- Historic Sites
The Great Coronation War
In the infancy of television (but not of American royalty-worship) the networks fought their first all-out battle for supremacy over who would get to show Queen Elizabeth II being crowned
December 1993 | Volume 44, Issue 8
By spring BOAC was beginning to show what Colledge later recalled as a mild interest in letting him charter a Comet, but his questions about removing seats, room for film-editing equipment, or smoothness of ride were too exotic for them to answer. Why did he not, they asked, go to Rome, catch the Singapore-to-London flight, and see for himself? He arrived in Rome on May 2 and, speaking no Italian, tried to make a hotel desk clerk understand his need for an early wake-up call, then went to bed.
The next morning he was awakened from a sound sleep by a voice speaking a heavily accented English that, he finally made out after much shouting and repeating, was telling him the Comet would not fly to London that day. BOAC would be pleased to make other arrangements for him. It was hours before he learned that the plane he was booked on had crashed in a storm minutes after taking off from Calcutta, killing all forty-three aboard. It was the third Comet to crash in the year since the plane had entered commercial service. BOAC was no longer interested in discussing a charter.
This meant that the only secret weapon left would be a military jet, a fighter or bomber belonging to some country’s air force. Or to a manufacturer who might be enticed by the potential for publicity at the dawn of jet propulsion on the international arms market. British aircraft makers were leaders in this expanding marketplace, and the annual air show at Farnborough was their trade fair. One of the great successes at a recent Farnborough was English Electric’s Canberra bomber, which was selling vigorously all over the world. Colledge, accompanied by Romney Wheeler, chief of the NBC News London bureau, flew to Bristol to talk to English Electric. Coronation day was less than a month off.

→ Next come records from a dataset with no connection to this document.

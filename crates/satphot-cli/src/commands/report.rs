use std::path::PathBuf;

use anyhow::{Context as _, Result};
use chrono::NaiveDate;
use clap::Args;
use satphot_core::report::observation_report;

use super::Context;

#[derive(Args)]
pub struct ReportArgs {
    /// First day (YYYY-MM-DD)
    #[arg(long)]
    pub from: NaiveDate,

    /// Last day, inclusive (defaults to --from)
    #[arg(long)]
    pub to: Option<NaiveDate>,

    /// Output file, or a directory to hold phot_report_<from>.txt
    #[arg(short, long)]
    pub output: Option<PathBuf>,
}

pub fn run(args: &ReportArgs, ctx: &Context) -> Result<()> {
    let store = ctx.open_store()?;
    let report = observation_report(&store, args.from, args.to.unwrap_or(args.from))?;

    let Some(output) = &args.output else {
        print!("{report}");
        return Ok(());
    };
    let path = if output.is_dir() {
        output.join(report.file_name())
    } else {
        output.clone()
    };
    let mut file = std::fs::File::create(&path)
        .with_context(|| format!("Failed to create {}", path.display()))?;
    report
        .write_text(&mut file)
        .with_context(|| format!("Failed to write {}", path.display()))?;
    println!("{} observations saved to {}", report.rows.len(), path.display());
    Ok(())
}
use chrono::{DateTime, Duration, NaiveDate, NaiveDateTime, NaiveTime, Utc};

use crate::error::ParseError;
use crate::lightcurve::{LightCurveDraft, Samples};

use super::header::{parse_time_of_day, Header};

/// Columns of one photometric band.
#[derive(Clone, Debug, PartialEq)]
pub struct BandColumns {
    pub band: String,
    pub flux: Vec<f64>,
    pub flux_error: Option<Vec<f64>>,
    pub magnitude: Vec<f64>,
    pub magnitude_error: Option<Vec<f64>>,
}

/// Dialect-independent content of a photometry file.
#[derive(Clone, Debug, PartialEq)]
pub struct RawTable {
    pub header: Header,
    /// Row times, still relative to the header start date.
    pub time_of_day: Vec<NaiveTime>,
    pub bands: Vec<BandColumns>,
    pub azimuth: Vec<f64>,
    pub elevation: Vec<f64>,
    pub range: Vec<f64>,
}

impl RawTable {
    pub fn len(&self) -> usize {
        self.time_of_day.len()
    }

    pub fn is_empty(&self) -> bool {
        self.time_of_day.is_empty()
    }

    /// Build one light curve per band, with absolute timestamps.
    pub fn into_drafts(self, rollover_tolerance_hours: f64) -> Vec<LightCurveDraft> {
        let tolerance = Duration::milliseconds((rollover_tolerance_hours * 3_600_000.0) as i64);
        let timestamps =
            reconstruct_timestamps(self.header.start_date(), &self.time_of_day, tolerance);
        let header = self.header;

        self.bands
            .into_iter()
            .map(|band| LightCurveDraft {
                band: band.band,
                start_time: header.start_time,
                end_time: header.end_time,
                sample_interval: header.sample_interval,
                site: header.site.clone(),
                tle_snapshot: header.tle.clone(),
                samples: Samples {
                    timestamps: timestamps.clone(),
                    magnitude: band.magnitude,
                    magnitude_error: band.magnitude_error,
                    flux: Some(band.flux),
                    flux_error: band.flux_error,
                    azimuth: Some(self.azimuth.clone()),
                    elevation: Some(self.elevation.clone()),
                    range: Some(self.range.clone()),
                },
            })
            .collect()
    }
}

/// Attach row times to `date`, moving rows that fall `tolerance` or more
/// before the first row onto the following day (the pass crossed midnight).
pub fn reconstruct_timestamps(
    date: NaiveDate,
    times: &[NaiveTime],
    tolerance: Duration,
) -> Vec<DateTime<Utc>> {
    let naive: Vec<DateTime<Utc>> = times
        .iter()
        .map(|&t| NaiveDateTime::new(date, t).and_utc())
        .collect();
    let Some(&t0) = naive.first() else {
        return naive;
    };
    naive
        .into_iter()
        .map(|t| if t0 - t >= tolerance { t + Duration::days(1) } else { t })
        .collect()
}

/// One whitespace-split line of the data table.
pub(super) struct DataRow<'a> {
    /// 1-based line number in the file.
    pub line: usize,
    pub fields: Vec<&'a str>,
}

impl DataRow<'_> {
    pub fn require(&self, columns: usize) -> Result<(), ParseError> {
        if self.fields.len() < columns {
            return Err(ParseError::ColumnCount {
                row: self.line,
                expected: columns,
                found: self.fields.len(),
            });
        }
        Ok(())
    }

    pub fn number(&self, column: usize) -> Result<f64, ParseError> {
        let value = self.field(column)?;
        value.parse::<f64>().map_err(|_| ParseError::InvalidNumber {
            row: self.line,
            column,
            value: value.to_string(),
        })
    }

    pub fn time(&self, column: usize) -> Result<NaiveTime, ParseError> {
        parse_time_of_day(self.field(column)?)
    }

    fn field(&self, column: usize) -> Result<&str, ParseError> {
        self.fields
            .get(column)
            .copied()
            .ok_or(ParseError::ColumnCount {
                row: self.line,
                expected: column + 1,
                found: self.fields.len(),
            })
    }
}

/// Data rows after a fixed header, skipping blank and `#` comment lines.
pub(super) fn data_rows(text: &str, skip_lines: usize) -> Result<Vec<DataRow<'_>>, ParseError> {
    let rows: Vec<DataRow<'_>> = text
        .lines()
        .enumerate()
        .skip(skip_lines)
        .filter_map(|(i, line)| {
            let trimmed = line.trim();
            if trimmed.is_empty() || trimmed.starts_with('#') {
                None
            } else {
                Some(DataRow {
                    line: i + 1,
                    fields: trimmed.split_whitespace().collect(),
                })
            }
        })
        .collect();
    if rows.is_empty() {
        return Err(ParseError::EmptyTable);
    }
    Ok(rows)
}

#[cfg(test)]
mod tests {
    use super::*;

    fn hms(h: u32, m: u32, s: u32) -> NaiveTime {
        NaiveTime::from_hms_opt(h, m, s).unwrap()
    }

    #[test]
    fn comment_and_blank_lines_are_not_rows() {
        let text = "h1\nh2\n# note\n\n12:00:00 1 2\n12:00:01 3 4\n";
        let rows = data_rows(text, 2).unwrap();
        assert_eq!(rows.len(), 2);
        assert_eq!(rows[0].line, 5);
        assert_eq!(rows[1].fields, vec!["12:00:01", "3", "4"]);
    }

    #[test]
    fn no_rows_is_empty_table() {
        assert_eq!(data_rows("a\nb\n", 2).err(), Some(ParseError::EmptyTable));
    }

    #[test]
    fn small_backward_step_is_not_a_rollover() {
        let date = NaiveDate::from_ymd_opt(2025, 1, 30).unwrap();
        let times = [hms(12, 0, 0), hms(11, 0, 0)];
        let ts = reconstruct_timestamps(date, &times, Duration::hours(2));
        assert_eq!(ts[1].date_naive(), date);
    }
}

In Bristol they learned there was indeed a Canberra scheduled for delivery to the Venezuelan air force at the end of May or early June. But Mr. Colledge would understand that the manufacturer’s responsibility ended when it handed the plane over to the ferrying company, whose name and telephone number it would gladly supply. Getting the ferrying company to move the delivery date to June 2 was much easier than Colledge anticipated, although he later remembered one thousand pounds changing hands, a lot of money in those austere days. The matter was quickly arranged. Everyone was sworn to secrecy. Wheeler christened the scheme Operation Astro. NBC had its secret weapon.
Back in the United States the more open arrangements had been going ahead at a logical pace to install full broadcasting facilities in Boston’s Logan International Airport, because Boston is an hour closer to London than New York. The airport’s managers, wanting publicity for their new terminal, welcomed the networks. A press agent badgered the people at the two networks’ broadcasting studios, NBC’s in the administration building, CBS’s in a hangar, to keep repeating “Logan International Airport” in their copy.
The contest in Boston reflected the accelerating rivalry of the two networks, a serious, vigorous business confrontation with overtones of personal bitterness. NBC, the pioneer, had lost the lead to CBS in radio, still the more widely reaching, and therefore more profitable, of the two. NEC’s lead in television entertainment, expensively achieved, was being threatened; CBS had just lured away NEC’s affiliated station in Norfolk, Virginia. There had been a year of executive turmoil at the top of NEC, and David Sarnoff himself had come down from the heights of RCA, where he was chairman, to serve also as the network’s interim president until someone permanent could be found. To NBC’s disheartened affiliated stations he could only promise: Wait for color; with color everything will be better.
Meanwhile, there was the coronation. But even there trouble loomed. A CBS press agent importuned Boston’s mayor to declare CBS-Coronation-in-Boston Day. Sarnoff dispatched a vice president who, his job on the line, managed to get the proclamation revised to honor CBS-and-NBC-Coronation-in-Boston Day. It hardly undid the damage. Meanwhile, behind the scenes, workers worked, installers installed, and each network was ready with its own television studio, control room, newsroom with wire-service teletypes, and hospitality lounges for VIPs, internal and advertising, and newspaper reporters, who would be coaxed to Boston by free flights and hotel rooms. There were also offices for executives and for the people who approve expense accounts.
ABC was involved in none of this. The network runt of the litter was still several years away from its dramatic and successful challenge to the big boys on their own turf. No special Boston studios for ABC, no publicity juggernauts, no secret weapons. ABC’s president, Robert E. Kintner, who would achieve fame years later as president of NBC, arranged to carry, at no charge, the Canadian Broadcasting Corporation’s telecast of the kinescope of the entire BBC coverage on the evening of June 2. ABC’s only coronationday expense would be for connections to the CBC’s transmission lines.